In full and without alteration, write out the data below.

_ _ _ _ _ _ _

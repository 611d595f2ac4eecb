//! Multi-scale FAST keypoint detection.
//!
//! FAST-9 segment test on every level of a scale pyramid, 3x3 non-maximum
//! suppression, a per-level feature budget and intensity-centroid
//! orientation. Keypoints come back in level-0 coordinates.

pub mod config;
pub mod corner_detection;
pub mod detector;
pub mod error;
pub mod pyramid;
pub mod refinement;
pub mod types;
pub mod utils;

pub use config::{DetectorConfig, MAX_LEVELS};
pub use detector::FastDetector;
pub use error::{FastError, FastResult};
pub use types::{Corner, ScaleLevel};
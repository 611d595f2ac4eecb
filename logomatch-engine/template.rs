use logomatch_core::Features;
use tracing::debug;

use crate::error::InitError;
use crate::extractor::{FeatureExtractor, FeatureView};
use crate::provider::PixelMatrix;
use crate::source::ImageSource;

/// The reference logo, extracted once per successful runtime load and then
/// shared read-only by every comparison.
#[derive(Debug, Clone)]
pub struct Template {
    source: String,
    pixels: PixelMatrix,
    features: Features,
}

impl Template {
    pub fn source(&self) -> &str {
        &self.source
    }

    pub fn features(&self) -> &Features {
        &self.features
    }

    pub fn dimensions(&self) -> (u32, u32) {
        self.pixels.dimensions()
    }

    pub fn len(&self) -> usize {
        self.features.len()
    }

    pub fn is_empty(&self) -> bool {
        self.features.is_empty()
    }

    pub fn view(&self) -> FeatureView<'_> {
        FeatureView {
            pixels: &self.pixels,
            keypoints: self.features.keypoints(),
            descriptors: self.features.descriptors(),
        }
    }
}

#[derive(Debug, Clone)]
pub struct TemplateExtractor {
    source: ImageSource,
}

impl TemplateExtractor {
    pub fn new(source: ImageSource) -> Self {
        Self { source }
    }

    pub fn source(&self) -> &ImageSource {
        &self.source
    }

    /// Read and extract the template. Runs before the runtime is marked
    /// ready, so it bypasses the extractor's readiness check.
    pub async fn extract(&self, extractor: &FeatureExtractor) -> Result<Template, InitError> {
        let failed = |e: &dyn std::fmt::Display| InitError::TemplateFailed(format!("{}: {e}", self.source));

        let bytes = self.source.read().await.map_err(|e| failed(&e))?;
        let scope = extractor.ledger().scope("template");
        let native = extractor.extract_in(&scope, &bytes).map_err(|e| failed(&e))?;
        let features = native.to_features().map_err(|e| failed(&e))?;

        debug!(template = %self.source, keypoints = features.len(), "template extracted");
        Ok(Template {
            source: self.source.identity(),
            pixels: (*native.pixels).clone(),
            features,
        })
    }
}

_ _ _ _ _ _ _

# RESPONSE AREA:
repository 611d595f2ac4eecb
//! Multi-scale FAST keypoint detection.
//!
//! FAST-9 segment test on every level of a scale pyramid, 3x3 non-maximum
//! suppression, a per-level feature budget and intensity-centroid
//! orientation. Keypoints come back in level-0 coordinates.

pub mod config;
pub mod corner_detection;
pub mod detector;
pub mod error;
pub mod pyramid;
pub mod refinement;
pub mod types;
pub mod utils;

pub use config::{DetectorConfig, MAX_LEVELS};
pub use detector::FastDetector;
pub use error::{FastError, FastResult};
pub use types::{Corner, ScaleLevel};
repository 611d595f2ac4eecb
filename logomatch-engine/template.rs
use logomatch_core::Features;
use tracing::debug;

use crate::error::InitError;
use crate::extractor::{FeatureExtractor, FeatureView};
use crate::provider::PixelMatrix;
use crate::source::ImageSource;

/// The reference logo, extracted once per successful runtime load and then
/// shared read-only by every comparison.
#[derive(Debug, Clone)]
pub struct Template {
    source: String,
    pixels: PixelMatrix,
    features: Features,
}

impl Template {
    pub fn source(&self) -> &str {
        &self.source
    }

    pub fn features(&self) -> &Features {
        &self.features
    }

    pub fn dimensions(&self) -> (u32, u32) {
        self.pixels.dimensions()
    }

    pub fn len(&self) -> usize {
        self.features.len()
    }

    pub fn is_empty(&self) -> bool {
        self.features.is_empty()
    }

    pub fn view(&self) -> FeatureView<'_> {
        FeatureView {
            pixels: &self.pixels,
            keypoints: self.features.keypoints(),
            descriptors: self.features.descriptors(),
        }
    }
}

#[derive(Debug, Clone)]
pub struct TemplateExtractor {
    source: ImageSource,
}

impl TemplateExtractor {
    pub fn new(source: ImageSource) -> Self {
        Self { source }
    }

    pub fn source(&self) -> &ImageSource {
        &self.source
    }

    /// Read and extract the template. Runs before the runtime is marked
    /// ready, so it bypasses the extractor's readiness check.
    pub async fn extract(&self, extractor: &FeatureExtractor) -> Result<Template, InitError> {
        let failed = |e: &dyn std::fmt::Display| InitError::TemplateFailed(format!("{}: {e}", self.source));

        let bytes = self.source.read().await.map_err(|e| failed(&e))?;
        let scope = extractor.ledger().scope("template");
        let native = extractor.extract_in(&scope, &bytes).map_err(|e| failed(&e))?;
        let features = native.to_features().map_err(|e| failed(&e))?;

        debug!(template = %self.source, keypoints = features.len(), "template extracted");
        Ok(Template {
            source: self.source.identity(),
            pixels: (*native.pixels).clone(),
            features,
        })
    }
}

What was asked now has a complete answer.